A numerical index that provides a sense of the overall financing market mood. It helps companies decide when to finance and helps brokerage houses determine what type of deals to conduct by giving a sense of market depth for new and secondary offerings. The index is updated weekly and released every Thursday on Oreninc’s blog after market close.
Warrants give the owner the right to buy a share at any time up to the expiry date at a predetermined price. Warrants can provide a secondary financing opportunity for a healthy company. When all goes well, warrants put cash in the treasury without additional fees.
We do not like financing warrants for two reasons:
· A half-warrant attached to a financing can increase the dilution by 50%. However, the dilution is asymmetric against existing shareholders; warrants give extra value to new shareholders at the expense of current shareholders. When the company under-delivers, the warrants do not get exercised and expire, no harm done. A significant amount of warrants creates a share overhang that rarely exercises and holds, but rather exercises and dumps paper onto the market.
· Companies rarely get fair value for their warrants. Considering the significant transfer of wealth that they represent, one would think an offering with a warrant attached would attract a premium to market price.

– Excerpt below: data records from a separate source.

//! System-of-record for policy objects and the append-only event log.

pub mod memory;
pub mod postgres;

use async_trait::async_trait;
use common::models::{CustomProvider, Event, Key, ProviderSetting, Route};
use serde::{Deserialize, Serialize};

#[derive(Debug, thiserror::Error)]
pub enum StoreError {
    #[error("{0} not found")]
    NotFound(String),
    #[error("conflict: {0}")]
    Conflict(String),
    #[error("database error: {0}")]
    Database(#[from] tokio_postgres::Error),
    #[error("failed to get db connection: {0}")]
    Pool(#[from] deadpool_postgres::PoolError),
    #[error("failed to decode stored record: {0}")]
    Serialization(#[from] serde_json::Error),
    #[error("{0}")]
    Other(String),
}

/// Filters for `GET /api/events`.
#[derive(Debug, Clone, Default, Deserialize)]
#[serde(rename_all = "camelCase")]
pub struct EventQuery {
    pub custom_id: Option<String>,
    #[serde(default)]
    pub key_ids: Vec<String>,
    #[serde(default)]
    pub tags: Vec<String>,
    pub start: Option<i64>,
    pub end: Option<i64>,
    pub limit: Option<i64>,
}

impl EventQuery {
    pub fn matches(&self, event: &Event) -> bool {
        self.custom_id
            .as_ref()
            .map_or(true, |id| event.custom_id.as_ref() == Some(id))
            && (self.key_ids.is_empty() || self.key_ids.contains(&event.key_id))
            && (self.tags.is_empty() || self.tags.iter().any(|t| event.tags.contains(t)))
            && self.start.map_or(true, |start| event.created_at >= start)
            && self.end.map_or(true, |end| event.created_at < end)
    }
}

/// Body of `POST /api/reporting/events`.
#[derive(Debug, Clone, Deserialize)]
#[serde(rename_all = "camelCase")]
pub struct ReportingRequest {
    #[serde(default)]
    pub key_ids: Vec<String>,
    #[serde(default)]
    pub tags: Vec<String>,
    pub start: i64,
    pub end: i64,
    pub increment: i64,
}

impl ReportingRequest {
    pub fn validate(&self) -> Result<(), String> {
        if self.increment <= 0 {
            return Err("increment must be positive".to_string());
        }
        if self.end <= self.start {
            return Err("end must be after start".to_string());
        }
        Ok(())
    }

    pub fn bucket_of(&self, created_at: i64) -> i64 {
        self.start + (created_at - self.start).div_euclid(self.increment) * self.increment
    }
}

#[derive(Debug, Clone, Default, PartialEq, Serialize)]
#[serde(rename_all = "camelCase")]
pub struct DataPoint {
    pub time_stamp: i64,
    pub number_of_requests: i64,
    pub cost_in_usd: f64,
    pub latency_in_ms: f64,
    pub prompt_token_count: i64,
    pub completion_token_count: i64,
}

/// Keys, provider settings, routes and custom providers. Every write stamps
/// `updated_at`, which the policy cache uses for incremental refreshes.
#[async_trait]
pub trait ConfigStore: Send + Sync {
    async fn create_key(&self, key: Key) -> Result<Key, StoreError>;
    async fn update_key(&self, key: Key) -> Result<Key, StoreError>;
    async fn get_key(&self, key_id: &str) -> Result<Option<Key>, StoreError>;
    async fn list_keys(&self, tag: Option<&str>) -> Result<Vec<Key>, StoreError>;
    async fn keys_updated_since(&self, since: Option<i64>) -> Result<Vec<Key>, StoreError>;
    /// Flip `revoked` from false to true. Returns whether this call made the
    /// transition, so concurrent callers revoke a key exactly once.
    async fn revoke_key(&self, key_id: &str, reason: &str) -> Result<bool, StoreError>;

    async fn create_setting(&self, setting: ProviderSetting) -> Result<ProviderSetting, StoreError>;
    async fn update_setting(&self, setting: ProviderSetting) -> Result<ProviderSetting, StoreError>;
    async fn get_setting(&self, id: &str) -> Result<Option<ProviderSetting>, StoreError>;
    async fn list_settings(&self) -> Result<Vec<ProviderSetting>, StoreError>;
    async fn settings_updated_since(
        &self,
        since: Option<i64>,
    ) -> Result<Vec<ProviderSetting>, StoreError>;

    async fn create_route(&self, route: Route) -> Result<Route, StoreError>;
    async fn get_route(&self, id: &str) -> Result<Option<Route>, StoreError>;
    async fn list_routes(&self) -> Result<Vec<Route>, StoreError>;
    async fn routes_updated_since(&self, since: Option<i64>) -> Result<Vec<Route>, StoreError>;

    async fn create_custom_provider(
        &self,
        provider: CustomProvider,
    ) -> Result<CustomProvider, StoreError>;
    async fn update_custom_provider(
        &self,
        provider: CustomProvider,
    ) -> Result<CustomProvider, StoreError>;
    async fn get_custom_provider(&self, id: &str) -> Result<Option<CustomProvider>, StoreError>;
    async fn list_custom_providers(&self) -> Result<Vec<CustomProvider>, StoreError>;
    async fn custom_providers_updated_since(
        &self,
        since: Option<i64>,
    ) -> Result<Vec<CustomProvider>, StoreError>;
}

#[async_trait]
pub trait EventStore: Send + Sync {
    async fn insert_event(&self, event: &Event) -> Result<(), StoreError>;
    async fn query_events(&self, query: &EventQuery) -> Result<Vec<Event>, StoreError>;
    async fn aggregate_events(&self, request: &ReportingRequest)
        -> Result<Vec<DataPoint>, StoreError>;
}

Traditionally, warrants are issued at a premium to current share price. This is a good thing, but rarely is the discount rational. Most warrants are almost in the money when they are issued, so much of the value is attached to the warrant.
We do not like the Black Scholes Option Pricing Model, but we agree that the core concepts of the equation are useful for warrant valuation. We look at warrant valuation from the view of existing shareholders. We recommend you understand the following concepts:
· The current share price of the company.
· The volatility of the underlying share price will increase or decrease the value of the warrant. Most junior mining companies are so volatile that this is a significant driver (or, rather, discounter) of value.
· The rate at which money will be lent with a 100% return guarantee of the principal. In the mining business, this is of small relevance. We set it at 4%, but it will not affect valuation much.
· The price at which the warrant option can be exercised. We feel that this is rarely set high enough.
· The longer you have to pull the trigger, the more the warrant is worth.